The problem in Pakistan is that the political leaders do not trust one another; the PPP accuses Musharraf and his regime of being indirectly responsible for the assassination of Bhutto. Musharraf accused Nawaz Sharif of plotting to assassinate him and of trying to destroy the civilian plane that was carrying him but Musharraf succeeded in executing a military coup while he was airborne in October 1999.
This is damaging to Pakistan which is need of stability and wise leadership. These two elements are not provided by Musharraf because he is part of the problem; he is also part of the solution but he only regards himself as part of the solution which is where the problem lies. This is why the spotlight is on General Ashfaq Parvez Kayani who might resort to selecting a neutral figure to lead Pakistan and call upon Musharraf to step down.

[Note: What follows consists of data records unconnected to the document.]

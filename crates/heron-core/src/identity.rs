//! Security principal.
//!
//! The engine does not authenticate or authorize anything. The transport layer
//! places whatever it authenticated into the [`RequestContext`](crate::RequestContext)
//! as a [`Principal`], and repositories can ask for it as a parameter.

use serde::{Deserialize, Serialize};

/// The caller a request is made on behalf of.
#[derive(Debug, Clone, PartialEq, Eq, Default, Serialize, Deserialize)]
#[serde(tag = "type", rename_all = "snake_case")]
pub enum Principal {
    /// No authenticated caller.
    #[default]
    Anonymous,
    /// An authenticated subject.
    Subject {
        /// Stable subject identifier.
        id: String,
        /// Roles granted to the subject.
        #[serde(default)]
        roles: Vec<String>,
    },
}

impl Principal {
    /// Creates an authenticated subject with no roles.
    #[must_use]
    pub fn subject(id: impl Into<String>) -> Self {
        Self::Subject {
            id: id.into(),
            roles: Vec::new(),
        }
    }

    /// Adds a role to an authenticated subject. No-op for anonymous callers.
    #[must_use]
    pub fn with_role(mut self, role: impl Into<String>) -> Self {
        if let Self::Subject { roles, .. } = &mut self {
            roles.push(role.into());
        }
        self
    }

    /// Returns a string identifier suitable for logging.
    #[must_use]
    pub fn log_id(&self) -> String {
        match self {
            Self::Anonymous => "anonymous".to_string(),
            Self::Subject { id, .. } => format!("subject:{id}"),
        }
    }

    /// Returns `true` if the subject holds the role.
    #[must_use]
    pub fn has_role(&self, role: &str) -> bool {
        match self {
            Self::Anonymous => false,
            Self::Subject { roles, .. } => roles.iter().any(|r| r == role),
        }
    }
}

However, professor Ahmed believes that it is unlikely for General Kayani to do this at the present time “because his loyalty is to Musharraf who has appointed him but if the situation collapses and the political situation becomes aggravated in the coming two weeks, which is a possibility, then Kayani might ask Musharraf to step down because the people in Pakistan have become discontented with him. And as always, when the army commander acts, he then appoints himself and we go back to the state of emergency.”
Anyhow, the forthcoming four weeks are critical in Pakistan’s history. Three months ago there was one key player on the stage, Pervez Musharraf and then there were two players: Musharraf and Benazir, but today there are two new players: Zardari and Kayani. In the coming weeks we will observe how they will play and then we will witness how they will approach the elections and what the outcome of that will be.
This does not mean the exclusion of Nawaz Sharif on every level; he does not want to deal in any way with Musharraf since they have an antagonistic relationship. However, Nawaz will have a potential role in the future of Pakistan because his main base is in Punjab, which is the most important area in Pakistan.